HOW TO COMPLETE THIS TASK
Report all lines below with the word "Debug".

LISTED RECORDS
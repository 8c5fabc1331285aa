use std::fmt;

use serde::{Deserialize, Deserializer, Serialize, Serializer};

use crate::query::{sort_by, SortOrder};

/// Progress of a reported issue.
///
/// Citizens' endpoints spell states as `Pending`/`In Progress`/`Resolved`,
/// employees' as `OPEN`/`IN_PROGRESS`/`RESOLVED`. Both decode to the same
/// variant; anything else is kept verbatim in [`IssueStatus::Other`].
#[derive(Debug, Clone, PartialEq, Eq, Hash, Default)]
pub enum IssueStatus {
    #[default]
    Open,
    InProgress,
    Resolved,
    Other(String),
}

impl IssueStatus {
    /// States an employee can move an issue to.
    pub const SETTABLE: [IssueStatus; 3] = [
        IssueStatus::Open,
        IssueStatus::InProgress,
        IssueStatus::Resolved,
    ];

    pub fn parse(raw: &str) -> Self {
        match raw.trim().to_ascii_uppercase().replace([' ', '-'], "_").as_str() {
            "OPEN" | "PENDING" => IssueStatus::Open,
            "IN_PROGRESS" => IssueStatus::InProgress,
            "RESOLVED" | "CLOSED" => IssueStatus::Resolved,
            _ => IssueStatus::Other(raw.to_string()),
        }
    }

    /// Wire spelling sent on updates.
    pub fn as_str(&self) -> &str {
        match self {
            IssueStatus::Open => "OPEN",
            IssueStatus::InProgress => "IN_PROGRESS",
            IssueStatus::Resolved => "RESOLVED",
            IssueStatus::Other(raw) => raw,
        }
    }

    pub fn label(&self) -> &str {
        match self {
            IssueStatus::Open => "Open",
            IssueStatus::InProgress => "In Progress",
            IssueStatus::Resolved => "Resolved",
            IssueStatus::Other(raw) => raw,
        }
    }

    /// CSS modifier for the status badge.
    pub fn badge(&self) -> &'static str {
        match self {
            IssueStatus::Open => "badge-warning",
            IssueStatus::InProgress => "badge-info",
            IssueStatus::Resolved => "badge-success",
            IssueStatus::Other(_) => "badge-muted",
        }
    }
}

impl fmt::Display for IssueStatus {
    fn fmt(&self, f: &mut fmt::Formatter<'_>) -> fmt::Result {
        f.write_str(self.label())
    }
}

impl Serialize for IssueStatus {
    fn serialize<S: Serializer>(&self, serializer: S) -> Result<S::Ok, S::Error> {
        serializer.serialize_str(self.as_str())
    }
}

impl<'de> Deserialize<'de> for IssueStatus {
    fn deserialize<D: Deserializer<'de>>(deserializer: D) -> Result<Self, D::Error> {
        let raw = Option::<String>::deserialize(deserializer)?;
        Ok(raw.map(|s| IssueStatus::parse(&s)).unwrap_or_default())
    }
}

#[derive(Debug, Clone, PartialEq, Default, Serialize, Deserialize)]
pub struct Issue {
    #[serde(rename = "Issue_id", alias = "issue_id", default)]
    pub id: i64,
    #[serde(alias = "Description", default)]
    pub description: String,
    #[serde(alias = "Status", default)]
    pub status: IssueStatus,
    #[serde(rename = "user_name", alias = "User_name", default)]
    pub reporter: String,
}

/// Body for `POST /citizen/issues`.
#[derive(Debug, Clone, PartialEq, Serialize)]
pub struct IssueDraft {
    pub description: String,
}

impl IssueDraft {
    /// `None` when the description is blank.
    pub fn new(description: &str) -> Option<Self> {
        let description = description.trim();
        (!description.is_empty()).then(|| Self {
            description: description.to_string(),
        })
    }
}

/// Body for `PUT /panchayat-employee/issues`.
#[derive(Debug, Clone, PartialEq, Serialize)]
pub struct StatusUpdate {
    pub issue_id: i64,
    pub status: IssueStatus,
}

/// Employee issue table inputs.
#[derive(Debug, Clone, PartialEq, Default)]
pub struct IssueFilter {
    pub status: Option<IssueStatus>,
    pub order: Option<SortOrder>,
}

impl IssueFilter {
    pub fn apply(&self, issues: &[Issue]) -> Vec<Issue> {
        let mut rows: Vec<Issue> = issues
            .iter()
            .filter(|i| self.status.as_ref().is_none_or(|s| &i.status == s))
            .cloned()
            .collect();
        sort_by(&mut rows, self.order, |i| i.id);
        rows
    }
}

#[cfg(test)]
mod tests {
    use serde_json::json;

    use super::*;

    #[test]
    fn test_status_spellings_agree() {
        assert_eq!(IssueStatus::parse("Pending"), IssueStatus::Open);
        assert_eq!(IssueStatus::parse("OPEN"), IssueStatus::Open);
        assert_eq!(IssueStatus::parse("In Progress"), IssueStatus::InProgress);
        assert_eq!(IssueStatus::parse("IN_PROGRESS"), IssueStatus::InProgress);
        assert_eq!(
            IssueStatus::parse("Escalated"),
            IssueStatus::Other("Escalated".into())
        );
    }

    #[test]
    fn test_decode_citizen_and_employee_rows() {
        let citizen: Issue = serde_json::from_value(
            json!({"Issue_id": 1, "description": "Streetlight broken", "status": "Pending"}),
        )
        .unwrap();
        let employee: Issue = serde_json::from_value(
            json!({"issue_id": 1, "description": "Streetlight broken", "status": "OPEN"}),
        )
        .unwrap();
        assert_eq!(citizen, employee);
    }

    #[test]
    fn test_null_status_defaults_to_open() {
        let issue: Issue =
            serde_json::from_value(json!({"Issue_id": 4, "description": "x", "status": null}))
                .unwrap();
        assert_eq!(issue.status, IssueStatus::Open);
    }

    #[test]
    fn test_status_update_wire_shape() {
        let update = StatusUpdate {
            issue_id: 3,
            status: IssueStatus::Resolved,
        };
        assert_eq!(
            serde_json::to_value(update).unwrap(),
            json!({"issue_id": 3, "status": "RESOLVED"})
        );
    }

    #[test]
    fn test_blank_draft_rejected() {
        assert!(IssueDraft::new("   ").is_none());
        assert_eq!(IssueDraft::new(" Pothole ").unwrap().description, "Pothole");
    }

    #[test]
    fn test_filter_by_status_sorted_by_id() {
        let issue = |id, status| Issue {
            id,
            status,
            ..Issue::default()
        };
        let rows = vec![
            issue(3, IssueStatus::Open),
            issue(1, IssueStatus::Resolved),
            issue(2, IssueStatus::Open),
        ];
        let filter = IssueFilter {
            status: Some(IssueStatus::Open),
            order: Some(SortOrder::Desc),
        };
        let ids: Vec<i64> = filter.apply(&rows).iter().map(|i| i.id).collect();
        assert_eq!(ids, vec![3, 2]);
    }
}
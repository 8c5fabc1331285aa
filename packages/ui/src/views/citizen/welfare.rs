use dioxus::prelude::*;

use super::CITIZEN;
use crate::auth::use_client;
use crate::banner::{use_banner, BannerView};
use crate::records::{use_records, Notice};

#[component]
pub fn CitizenWelfare() -> Element {
    let client = use_client();
    let banner = use_banner();
    let records = use_records(CITIZEN, banner, |client| async move {
        client.citizen().welfare_schemes().await
    });

    let apply = move |scheme_id: i64| {
        let client = client.clone();
        records.mutate(banner, "Application submitted.", async move {
            client.citizen().enrol(scheme_id).await
        });
    };

    rsx! {
        div {
            class: "view-page",
            h1 { class: "view-title", "Welfare Schemes" }
            BannerView { banner }
            if let Some(text) = records.notice() {
                Notice { text }
            } else {
                table {
                    class: "data-table",
                    thead {
                        tr {
                            th { "Scheme" }
                            th { "Description" }
                            th { "Deadline" }
                            th { "Status" }
                        }
                    }
                    tbody {
                        for scheme in records.rows() {
                            tr {
                                key: "{scheme.id}",
                                td { "{scheme.name}" }
                                td { "{scheme.description}" }
                                td { "{scheme.deadline}" }
                                td {
                                    if let Some(status) = scheme.status {
                                        span { class: "badge", "{status}" }
                                    } else {
                                        button {
                                            class: "btn btn-primary",
                                            onclick: {
                                                let apply = apply.clone();
                                                move |_| apply(scheme.id)
                                            },
                                            "Apply"
                                        }
                                    }
                                }
                            }
                        }
                    }
                }
            }
        }
    }
}
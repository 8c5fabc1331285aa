use api::models::InfrastructureDraft;
use api::query::parse_bound;
use api::{Access, Role};
use dioxus::prelude::*;

use crate::auth::use_client;
use crate::banner::{use_banner, BannerView};
use crate::form::{amount, Field};
use crate::records::{use_records, Notice};
use crate::views::ModalOverlay;

const ACCESS: Access = Access::agency(Role::Infrastructure);

#[component]
pub fn AgencyInfrastructure() -> Element {
    let client = use_client();
    let mut banner = use_banner();

    let mut location_filter = use_signal(String::new);

    let mut creating = use_signal(|| false);
    let description = use_signal(String::new);
    let location = use_signal(String::new);
    let funding = use_signal(String::new);
    let actual_cost = use_signal(String::new);

    let records = use_records(ACCESS, banner, move |client| {
        let location = location_filter();
        async move { client.agency().infrastructure(&location).await }
    });

    let save = {
        let client = client.clone();
        move |evt: FormEvent| {
            evt.prevent_default();
            let (Some(funding_value), Some(cost_value)) =
                (parse_bound(&funding()), parse_bound(&actual_cost()))
            else {
                banner.error("Funding and actual cost must be numbers.");
                return;
            };
            let draft = InfrastructureDraft {
                description: description().trim().to_string(),
                location: location().trim().to_string(),
                funding: funding_value,
                actual_cost: cost_value,
            };
            if let Err(message) = draft.validate() {
                banner.error(message);
                return;
            }
            creating.set(false);
            for mut field in [description, location, funding, actual_cost] {
                field.set(String::new());
            }
            let client = client.clone();
            records.mutate(banner, "Project created.", async move {
                client.agency().create_project(&draft).await
            });
        }
    };

    let delete = move |infra_id: i64| {
        let client = client.clone();
        records.mutate(banner, "Project deleted.", async move {
            client.agency().delete_project(infra_id).await
        });
    };

    rsx! {
        div {
            class: "view-page",
            h1 { class: "view-title", "Infrastructure Projects" }
            BannerView { banner }

            div {
                class: "toolbar",
                input {
                    class: "search",
                    placeholder: "Filter by location",
                    value: "{location_filter}",
                    oninput: move |evt: FormEvent| location_filter.set(evt.value()),
                }
                button {
                    class: "btn btn-primary",
                    onclick: move |_| creating.set(true),
                    "New Project"
                }
            }

            if let Some(text) = records.notice() {
                Notice { text }
            } else {
                table {
                    class: "data-table",
                    thead {
                        tr {
                            th { "Description" }
                            th { "Location" }
                            th { "Funding" }
                            th { "Actual Cost" }
                            th {}
                        }
                    }
                    tbody {
                        for project in records.rows() {
                            tr {
                                key: "{project.id}",
                                td { {project.description().to_string()} }
                                td { {project.location().to_string()} }
                                td { class: "num", {amount(project.funding)} }
                                td { class: "num", {amount(project.actual_cost)} }
                                td {
                                    button {
                                        class: "btn btn-danger",
                                        onclick: {
                                            let delete = delete.clone();
                                            move |_| delete(project.id)
                                        },
                                        "Delete"
                                    }
                                }
                            }
                        }
                    }
                }
            }

            if creating() {
                ModalOverlay {
                    title: "New Infrastructure Project",
                    on_close: move |_| creating.set(false),
                    form {
                        class: "modal-form",
                        onsubmit: save,
                        Field { label: "Description", value: description }
                        Field { label: "Location", value: location }
                        Field { label: "Funding", value: funding, r#type: "number" }
                        Field { label: "Actual cost", value: actual_cost, r#type: "number" }
                        button { class: "btn btn-primary", r#type: "submit", "Create" }
                    }
                }
            }
        }
    }
}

COMPLETED EXERCISE
#[derive(Debug, Clone, PartialEq, Eq, Hash, Default)]
#[derive(Debug, Clone, PartialEq, Default, Serialize, Deserialize)]
#[derive(Debug, Clone, PartialEq, Serialize)]
#[derive(Debug, Clone, PartialEq, Serialize)]
#[derive(Debug, Clone, PartialEq, Default)]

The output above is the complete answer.